The Importance Of Stability For Children And How To Nurture It
Reflect for a moment on how you feel when your life gets chaotic. You probably don’t behave your best, and your emotions send you on a seesaw ride.
If uncertainty takes you off your A-game, consider what it does to your kids. They don’t have the coping skills of adults, and they look to us to provide a predictable existence. You can’t overstate the importance of stability for children — here are six ways to nurture it.
Why a stable childhood matters
According to psychologists, people develop one of four primary attachment styles with their caregivers starting in infancy. Children raised in stable environments often develop a secure attachment style, which benefits them in adult life. They can form intimate relationships with other people while maintaining appropriate boundaries and a sense of unique identity. Multiple factors contribute to stability for children, with parent temperament playing the leading role. However, other influences can leave young people on shaky ground. For example, decades of wage stagnation coupled with soaring housing and health care costs have left many parents facing tremendous financial insecurities. Already, many people opt not to have children at all due to cost.
Children raised in unstable environments often develop one of the three insecure attachment styles:
- Avoidant: People with an avoidant attachment style have trouble reaching out in times of need and may seem to shun others. However, behind their aloof facade dwells significant insecurity. When someone’s earliest attempts to meet their needs result in rejection from their primary caregivers, they can’t understand why anyone else would want to help. Parents with this style might rely too much on technology to educate their kids.
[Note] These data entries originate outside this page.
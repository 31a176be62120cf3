use axum::Json;
use serde_json::{json, Value};

/// GET /
/// Service banner.
pub async fn root_handler() -> Json<Value> {
    Json(json!({
        "message": "Stratagem business analysis API",
        "status": "running",
        "version": env!("CARGO_PKG_VERSION"),
    }))
}

/// GET /api/health
/// Returns a simple status object with service version.
pub async fn health_handler() -> Json<Value> {
    Json(json!({
        "status": "OK",
        "message": "Stratagem business analysis API is running",
        "version": env!("CARGO_PKG_VERSION"),
    }))
}
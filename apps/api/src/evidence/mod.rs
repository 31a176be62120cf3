//! Evidence Aggregator: turns uploaded PDFs into one tagged text blob.
//!
//! Extraction is CPU-bound and runs on the blocking pool, one task per
//! document. Results are collected in input order so the combined text never
//! depends on which document finished first.

use std::time::Duration;

use bytes::Bytes;
use serde::Serialize;
use thiserror::Error;
use tracing::{info, warn};

use crate::errors::AppError;

/// An uploaded source document.
#[derive(Debug, Clone)]
pub struct EvidenceDocument {
    pub filename: String,
    pub bytes: Bytes,
}

impl EvidenceDocument {
    pub fn new(filename: impl Into<String>, bytes: impl Into<Bytes>) -> Self {
        Self {
            filename: filename.into(),
            bytes: bytes.into(),
        }
    }
}

#[derive(Debug, Error)]
pub enum ExtractError {
    #[error("PDF extraction failed: {0}")]
    Pdf(String),

    #[error("extraction timed out after {0:?}")]
    Timeout(Duration),

    #[error("extraction task aborted: {0}")]
    Aborted(String),
}

/// Pulls plain text out of a document. Implementations must be pure reads.
pub trait TextExtractor: Send + Sync {
    fn extract(&self, bytes: &[u8]) -> Result<String, ExtractError>;
}

/// Production extractor backed by `pdf-extract`.
#[derive(Debug, Clone, Copy, Default)]
pub struct PdfTextExtractor;

impl TextExtractor for PdfTextExtractor {
    fn extract(&self, bytes: &[u8]) -> Result<String, ExtractError> {
        pdf_extract::extract_text_from_mem(bytes).map_err(|e| ExtractError::Pdf(e.to_string()))
    }
}

/// Outcome of extracting one document. `text` is `None` when the document
/// failed or produced only whitespace.
#[derive(Debug, Clone, PartialEq, Eq)]
pub struct ExtractedDocument {
    /// 1-based position in the full upload list.
    pub position: usize,
    pub filename: String,
    pub text: Option<String>,
}

/// Combined evidence text and the documents that contributed to it.
#[derive(Debug, Clone, Default, PartialEq, Eq, Serialize)]
pub struct AggregatedEvidence {
    pub text: String,
    pub processed_files: Vec<String>,
}

impl AggregatedEvidence {
    /// Appends another aggregate that covers later positions.
    #[cfg(test)]
    pub fn extend(&mut self, other: AggregatedEvidence) {
        self.text.push_str(&other.text);
        self.processed_files.extend(other.processed_files);
    }
}

/// Separator line placed before each document's text.
pub fn document_marker(position: usize, filename: &str) -> String {
    format!("\n=== DOCUMENT {position}: {filename} ===\n")
}

/// Concatenates successful extractions in the order given.
pub fn combine(extracted: &[ExtractedDocument]) -> AggregatedEvidence {
    let mut combined = AggregatedEvidence::default();
    for doc in extracted {
        if let Some(text) = doc.text.as_deref() {
            combined
                .text
                .push_str(&document_marker(doc.position, &doc.filename));
            combined.text.push_str(text);
            combined.text.push('\n');
            combined.processed_files.push(doc.filename.clone());
        }
    }
    combined
}

/// Extracts every document and combines the readable ones.
///
/// Individual failures are logged and skipped. Fails with `NoContent` only
/// when no document yields text.
pub async fn aggregate<E>(
    documents: &[EvidenceDocument],
    extractor: E,
    timeout: Duration,
) -> Result<AggregatedEvidence, AppError>
where
    E: TextExtractor + Clone + 'static,
{
    let handles: Vec<_> = documents
        .iter()
        .map(|doc| {
            let extractor = extractor.clone();
            let bytes = doc.bytes.clone();
            tokio::task::spawn_blocking(move || extractor.extract(&bytes))
        })
        .collect();

    let mut extracted = Vec::with_capacity(documents.len());
    for (index, (doc, handle)) in documents.iter().zip(handles).enumerate() {
        let outcome = match tokio::time::timeout(timeout, handle).await {
            Ok(Ok(result)) => result,
            // A panic inside the PDF parser surfaces as a JoinError.
            Ok(Err(join_err)) => Err(ExtractError::Aborted(join_err.to_string())),
            Err(_) => Err(ExtractError::Timeout(timeout)),
        };

        let text = match outcome {
            Ok(text) if !text.trim().is_empty() => Some(text),
            Ok(_) => {
                warn!("Document {} yielded no readable text", doc.filename);
                None
            }
            Err(e) => {
                warn!("Error processing document {}: {e}", doc.filename);
                None
            }
        };

        extracted.push(ExtractedDocument {
            position: index + 1,
            filename: doc.filename.clone(),
            text,
        });
    }

    let combined = combine(&extracted);
    if combined.text.trim().is_empty() {
        return Err(AppError::NoContent(
            "No readable content found in any PDF files".to_string(),
        ));
    }

    info!(
        "Aggregated evidence from {}/{} documents ({} chars)",
        combined.processed_files.len(),
        documents.len(),
        combined.text.len()
    );
    Ok(combined)
}

// ────────────────────────────────────────────────────────────────────────────
// Tests
// ────────────────────────────────────────────────────────────────────────────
- Ambivalent: People with this attachment style tend to cling to others. They may become helicopter parents or stifle intimate relationships by demanding their partner account for every moment they are not in their presence.
- Disorganized: People with a disorganized attachment style often suffered severe childhood trauma. While some psychologists consider this style a blend of avoidant and ambivalent, others believe these individuals lack coping mechanisms for dealing with the world.
People with insecure attachment styles often face ongoing problems in their personal lives and even careers due to their inability to interact positively and professionally with others. For example, someone with an avoidant style might resist asking necessary questions at work, leading to errors. Conversely, someone with an ambivalent pattern might hesitate to take professional risks, driving their supervisor crazy with requests to check every detail.
Nurturing secure attachment and stability for children
What can you do as a parent to nurture stability for your children? The following six tips can help you raise kids with secure attachment styles.
Are you the kind of parent who responds to your child’s boo-boo with a demand to “toughen up” or “take it like a big boy/girl?” If so, consider the effect those words have on your children. Such pronouncements teach them that they should hide negative feelings instead of processing them. You can be supportive without coddling your little one. It’s OK to say, “Wow, that knee is really bleeding. It must hurt, but we’ll fix you right up. You’ll forget how bad it feels in no time.”
2. Maintain consistent routines
One way to create stability for your children is to make it easy for them to predict what happens next on any given day. Establish routines for everything from getting out of bed in the morning to winding down at night. They’ll also go along with things like nap time more readily if they occur at the same time each day.
3. Be honest
Your children will understand if you don’t have the money to take them to Disneyland. However, they might struggle more with a promise to go that you never fulfill. Don’t shield your children from the realities of life with lies — doing so only teaches them they can’t trust anyone to tell them the truth. You don’t have to sit them down with your budget, but you should be honest about your circumstances and remind them that any hardships are not their fault.
4. Identify feelings
Emotions spur behavior, but it’s challenging for your kids to understand — and manage — why they act the way they do when they don’t have words to share how they feel. Believe it or not, humans aren’t born with an innate comprehension of expressing frustration or sadness appropriately. They require adult guidance. Teach your children how to identify their feelings to start. You might use a chart of faces to explore concepts like “irritable” and “anxious.”
5. Model appropriate behavior
It isn’t enough for your child to identify their feelings — they also need appropriate coping strategies. Model ways to process your emotions through practices like yoga, dance and meditation. If you attend therapy, let your little one know it’s an acceptable way to manage your mental health in a challenging world.
6. Prioritize your children
You are your child’s entire world when they are young. Parenthood comes with the responsibility to practice the golden rule when dealing with your little ones. Therefore, think about how upset you would feel if the most important person in your life told you they would attend your soccer game — then failed to show. Prioritize your children — after all, you can never get these precious years back.
Nurture stability for children with these suggestions
Nurturing stability for children is important because it impacts their attachment style. This pattern, in turn, has significant consequences for their lives. Help your little one feel more secure with these tips.